Os contraceptivos com uma dosagem intermédia permitem algum desenvolvimento folicular, mas inibem a ovulação de forma mais frequente, em 97 a 99% dos ciclos. As alterações do muco cervical são semelhantes às que ocorrem com progestágeno de baixa dosagem. Os contraceptivos com doses elevadas de progestágeno, normalmente injetáveis, inibem completamente o desenvolvimento folicular e a ovulação.

Os contraceptivos hormonais combinados são compostos tanto por um estrogênio como por um progestágeno. A retroalimentação negativa da progesterona, ao diminuir a frequência de libertação da hormona libertadora de gonadotrofina pelo hipotálamo, que diminui também a libertação de FSH, faz com que os contraceptivos combinados sejam mais eficazes na inibição do desenvolvimento folicular e na supressão da ovulação. O estrogênio reduz também a incidência de hemorragias irregulares. Vários dos contraceptivos combinados são normalmente usados de forma a causar hemorragias regulares. Durante um ciclo normal, a menstruação ocorre quando os níveis de estrogênio e progesterona têm uma quebra abrupta.

 

Método de amenorreia lactacional:

A amamentação faz com que haja realimentação negativa nas secreções de hormona libertadora de gonadotrofina (GnRH) e hormona luteinizante (LH). Dependendo da intensidade desta realimentação negativa, pode dar-se o caso da suspensão completa do desenvolvimento folicular, ou desenvolvimento folicular em ovulação, ou então o retomar do ciclo menstrual normal. A supressão da ovulação é mais provável nos casos em que a amamentação seja mais frequente. A produção de prolactina é importante para manter a amenorreia lactacional.

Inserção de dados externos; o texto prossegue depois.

use crate::bitmap::{Bitmap, BITS_PER_WORD};
use crate::header::WORD_SIZE;

/// Discriminates the fixed block layouts the collector must know about.
///
/// `Object` covers every class instance, including array-likes: the Meta
/// fully describes the layout. `Str` and `Table` are builtin blocks with
/// layouts the tracer special-cases (a table's value slots hold tagged words
/// rather than raw pointers).
#[derive(Debug, Clone, Copy, PartialEq, Eq)]
#[repr(u8)]
pub enum BlockKind {
    Object = 0,
    Str,
    Table,
}

/// Descriptor of one concrete class's instance layout.
///
/// A Meta is built once per class, after the class's fields and supertype are
/// known, and owned by the class (or by the VM roots for builtins). Metas are
/// ordinary Rust allocations: they are never moved by the collector, so the
/// meta pointer in every block header stays valid across collections.
pub struct Meta {
    kind: BlockKind,
    /// Packed key of the defining class; resolved through the VM.
    class_key: u64,
    /// Byte size of the fixed part of an instance, header included.
    instance_size: u32,
    /// Byte size of one element, 0 for non-array classes.
    element_size: u32,
    /// Byte offset of the i64 length field for array-like classes.
    length_offset: u32,
    has_pointers: bool,
    has_element_pointers: bool,
    /// One bit per word of the fixed instance area, header words included.
    object_ptr_words: Box<[u64]>,
    object_ptr_bits: u32,
    /// One bit per word of a single element.
    element_ptr_words: Box<[u64]>,
    element_ptr_bits: u32,
}

impl Meta {
    pub fn new(
        kind: BlockKind,
        class_key: u64,
        instance_size: u32,
        element_size: u32,
        length_offset: u32,
    ) -> Meta {
        debug_assert!(instance_size as usize % WORD_SIZE == 0 || element_size == 1);
        let object_bits = (instance_size as usize).div_ceil(WORD_SIZE);
        let element_bits = (element_size as usize).div_ceil(WORD_SIZE);
        Meta {
            kind,
            class_key,
            instance_size,
            element_size,
            length_offset,
            has_pointers: false,
            has_element_pointers: false,
            object_ptr_words: vec![0u64; Bitmap::words_for_bits(object_bits)]
                .into_boxed_slice(),
            object_ptr_bits: object_bits as u32,
            element_ptr_words: vec![0u64; Bitmap::words_for_bits(element_bits)]
                .into_boxed_slice(),
            element_ptr_bits: element_bits as u32,
        }
    }

    #[inline(always)]
    pub fn kind(&self) -> BlockKind {
        self.kind
    }

    #[inline(always)]
    pub fn class_key(&self) -> u64 {
        self.class_key
    }

    #[inline(always)]
    pub fn instance_size(&self) -> u32 {
        self.instance_size
    }

    #[inline(always)]
    pub fn element_size(&self) -> u32 {
        self.element_size
    }

    #[inline(always)]
    pub fn has_elements(&self) -> bool {
        self.element_size > 0
    }

    #[inline(always)]
    pub fn length_offset(&self) -> u32 {
        debug_assert!(self.has_elements());
        self.length_offset
    }

    #[inline(always)]
    pub fn has_pointers(&self) -> bool {
        self.has_pointers
    }

    #[inline(always)]
    pub fn has_element_pointers(&self) -> bool {
        self.has_element_pointers
    }

    /// Mark the instance word at `word_index` as holding a reference.
    pub fn set_object_pointer(&mut self, word_index: usize) {
        let mut bm = Bitmap::new(&mut self.object_ptr_words, self.object_ptr_bits as usize);
        bm.set(word_index, true);
        self.has_pointers = true;
    }

    /// Mark the word at `word_index` within each element as a reference.
    pub fn set_element_pointer(&mut self, word_index: usize) {
        let mut bm =
            Bitmap::new(&mut self.element_ptr_words, self.element_ptr_bits as usize);
        bm.set(word_index, true);
        self.has_element_pointers = true;
    }

    #[inline(always)]
    pub fn object_pointer_at(&self, word_index: usize) -> bool {
        debug_assert!(word_index < self.object_ptr_bits as usize);
        self.object_ptr_words[word_index / BITS_PER_WORD]
            >> (word_index % BITS_PER_WORD)
            & 1
            != 0
    }

    #[inline(always)]
    pub fn element_pointer_at(&self, word_index: usize) -> bool {
        debug_assert!(word_index < self.element_ptr_bits as usize);
        self.element_ptr_words[word_index / BITS_PER_WORD]
            >> (word_index % BITS_PER_WORD)
            & 1
            != 0
    }

    #[inline(always)]
    pub fn object_word_count(&self) -> usize {
        self.object_ptr_bits as usize
    }

    /// Words per element (elements smaller than a word carry no pointers).
    #[inline(always)]
    pub fn element_word_count(&self) -> usize {
        if self.element_size as usize >= WORD_SIZE {
            self.element_ptr_bits as usize
        } else {
            0
        }
    }
}

impl core::fmt::Debug for Meta {
    fn fmt(&self, f: &mut core::fmt::Formatter<'_>) -> core::fmt::Result {
        f.debug_struct("Meta")
            .field("kind", &self.kind)
            .field("instance_size", &self.instance_size)
            .field("element_size", &self.element_size)
            .field("has_pointers", &self.has_pointers)
            .finish()
    }
}
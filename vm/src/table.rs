//! Runtime operations on the builtin table: a string-keyed open-addressed
//! map. The Table object keeps a stable identity; its entries block is
//! replaced when the map grows. All operations that allocate pin their
//! arguments in a handle scope first, since any allocation may move every
//! block.

use object::{
    BlockHeader, StrBlock, TableBlock, Tagged, TABLE_ENTRY_SIZE, TABLE_INSTANCE_SIZE,
};

use crate::builtins;
use crate::error::VmError;
use crate::handles::HandleScope;
use crate::VM;

/// Byte offset of the wrapper's entries field.
const ENTRIES_OFFSET: usize = 16;

const INITIAL_CAPACITY: i64 = 16;

unsafe fn entries_of(table: u64) -> *mut u8 {
    object::load::<u64>(table as *const u8, ENTRIES_OFFSET) as *mut u8
}

fn allocate_entries(vm: &mut VM, capacity: i64) -> Result<*mut u8, VmError> {
    let size = TABLE_INSTANCE_SIZE as usize + capacity as usize * TABLE_ENTRY_SIZE as usize;
    let meta: *const object::Meta = vm.table_entries_meta();
    let block = vm.allocate_block(meta, size)?;
    // SAFETY: freshly allocated, zeroed storage: live/dead start at zero and
    // every entry is empty.
    unsafe { (*(block as *mut TableBlock)).capacity = capacity };
    Ok(block)
}

/// Allocate an empty table.
pub fn table_new(vm: &mut VM) -> Result<u64, VmError> {
    let scope = vm.handle_scope();
    let entries = allocate_entries(vm, INITIAL_CAPACITY)?;
    let entries = scope.pin(entries);

    let (meta, size) = {
        let table_class = vm.class(builtins::TABLE_CLASS);
        let meta: *const object::Meta = table_class.meta(builtins::TABLE_CLASS);
        (meta, table_class.instance_size() as usize)
    };
    let table = vm.allocate_block(meta, size)?;
    // SAFETY: the wrapper's single field is the entries pointer.
    unsafe { object::store::<u64>(table, ENTRIES_OFFSET, entries.word()) };
    Ok(table as u64)
}

/// Insert or overwrite `key → value`. Returns true when the key is new.
pub fn table_insert(vm: &mut VM, table: u64, key: u64, value: Tagged) -> Result<bool, VmError> {
    let scope = vm.handle_scope();
    let table = scope.pin_word::<u8>(table);
    let key = scope.pin_word::<u8>(key);
    let value_handle = value
        .is_block()
        .then(|| scope.pin_word::<u8>(value.raw()));

    // SAFETY: table wraps a valid entries block.
    unsafe {
        let entries = entries_of(table.word());
        let header = &*(entries as *const TableBlock);
        if (header.live + header.dead + 1) * 4 > header.capacity * 3 {
            grow(vm, &scope, table.word())?;
        }

        let value = value_handle
            .map(|handle| Tagged::from_raw(handle.word()))
            .unwrap_or(value);
        let entries = entries_of(table.word());
        let (added, index) = TableBlock::insert(entries, key.ptr(), value);
        // The entries block may be old while key or value are young.
        let slot = TableBlock::entry_ptr(entries, index);
        vm.heap.record_write(slot, *slot);
        vm.heap.record_write(slot.add(1), *slot.add(1));
        Ok(added)
    }
}

unsafe fn grow(vm: &mut VM, scope: &HandleScope, table: u64) -> Result<(), VmError> {
    let old_entries = scope.pin(entries_of(table));
    let table = scope.pin_word::<u8>(table);
    let new_capacity = (*(old_entries.ptr() as *const TableBlock)).capacity * 2;
    let new_entries = allocate_entries(vm, new_capacity)?;

    // No allocation below this point: raw pointers stay valid while the
    // entries are rehashed.
    let mut moved = 0;
    TableBlock::for_each_live(old_entries.ptr(), |key, value| {
        let (added, _) = TableBlock::insert(new_entries, key, value);
        debug_assert!(added);
        moved += 1;
    });
    tracing::trace!(moved, new_capacity, "table grown");

    object::store::<u64>(table.ptr(), ENTRIES_OFFSET, new_entries as u64);
    let slot = table.ptr().add(ENTRIES_OFFSET) as *mut u64;
    vm.heap.record_write(slot, new_entries as u64);
    Ok(())
}

/// True if `key` is present.
pub fn table_contains(table: u64, key_bytes: &[u8]) -> bool {
    // SAFETY: table wraps a valid entries block.
    unsafe { TableBlock::find(entries_of(table), key_bytes).is_some() }
}

pub fn table_get(table: u64, key_bytes: &[u8]) -> Option<Tagged> {
    // SAFETY: as `table_contains`.
    unsafe { TableBlock::get(entries_of(table), key_bytes) }
}

pub fn table_remove(table: u64, key_bytes: &[u8]) -> Option<Tagged> {
    // SAFETY: as `table_contains`.
    unsafe { TableBlock::remove(entries_of(table), key_bytes) }
}

pub fn table_len(table: u64) -> i64 {
    // SAFETY: as `table_contains`.
    unsafe { (*(entries_of(table) as *const TableBlock)).live }
}

/// Key bytes of a string block; a convenience for callers holding raw words.
///
/// # Safety
///
/// `string` must point to a live string block.
pub unsafe fn string_bytes<'a>(string: u64) -> &'a [u8] {
    debug_assert!({
        let header = BlockHeader::of(string as *const u8);
        header.meta().kind() == object::BlockKind::Str
    });
    StrBlock::bytes(string as *const u8)
}
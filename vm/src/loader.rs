//! Builds runtime definitions from the raw package form: resolves
//! dependencies over the search paths, links extern references against
//! dependency exports, rewrites file-form references into definition keys,
//! and registers the finished package.

use std::path::Path;

use crate::class::{Class, Field, TypeParameter};
use crate::error::{LoadError, VmError};
use crate::function::Function;
use crate::global::Global;
use crate::id::{DefnFlags, DefnKey};
use crate::name::Name;
use crate::package::{Export, Package, PackageDependency, PackageVersion};
use crate::raw::{self, RawDefnRef, RawPackage, RawType};
use crate::ty::Type;
use crate::VM;

pub const PACKAGE_EXTENSION: &str = "lpk";

/// Load a package by name: an already-loaded package wins, otherwise the
/// search paths are scanned in order for `<name>.lpk` and the first match is
/// loaded, dependencies first.
pub fn load_package_by_name(vm: &mut VM, name: &Name) -> Result<u32, VmError> {
    if let Some(id) = vm.find_package(name) {
        return Ok(id);
    }
    let file_name = format!("{name}.{PACKAGE_EXTENSION}");
    for dir in vm.search_paths().to_vec() {
        let candidate = dir.join(&file_name);
        if candidate.is_file() {
            let id = load_package_file(vm, &candidate)?;
            let loaded = vm.package(id);
            if loaded.name != *name {
                return Err(LoadError::Malformed("package name does not match its file").into());
            }
            return Ok(id);
        }
    }
    Err(LoadError::MissingDependency(name.to_string()).into())
}

pub fn load_package_file(vm: &mut VM, path: &Path) -> Result<u32, VmError> {
    let span = tracing::debug_span!("load_package", path = %path.display()).entered();
    let bytes = std::fs::read(path).map_err(LoadError::Io)?;
    let id = load_package_bytes(vm, &bytes)?;
    drop(span);
    Ok(id)
}

pub fn load_package_bytes(vm: &mut VM, bytes: &[u8]) -> Result<u32, VmError> {
    let raw = raw::parse(bytes)?;
    let builder = PackageBuilder::begin(vm, &raw)?;
    let id = builder.finish(vm, &raw)?;

    vm.allocate_package_strings(id)?;
    tracing::debug!(package = %vm.package(id).name, id, "package loaded");

    if let Some(init) = vm.package(id).init_function {
        let key = DefnKey::new(id, init);
        crate::interp::call_function(vm, key, &[])?;
    }
    Ok(id)
}

/// Per-load state: the reserved package id plus the resolved dependency
/// links, which reference resolution needs while definitions are built.
struct PackageBuilder {
    id: u32,
    name: Name,
    version: PackageVersion,
    names: Vec<Name>,
    dependencies: Vec<PackageDependency>,
}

As mulheres que amamentam os filhos a tempo inteiro cujos filhos mamam frequentemente observam, em média, um regresso da menstruação catorze meses e meio após o parto. No entanto, existe uma grande variedade na resposta entre mulheres, entre o regresso da menstruação apenas dois meses após o parto até casos de amenorreia até 42 meses pós-parto.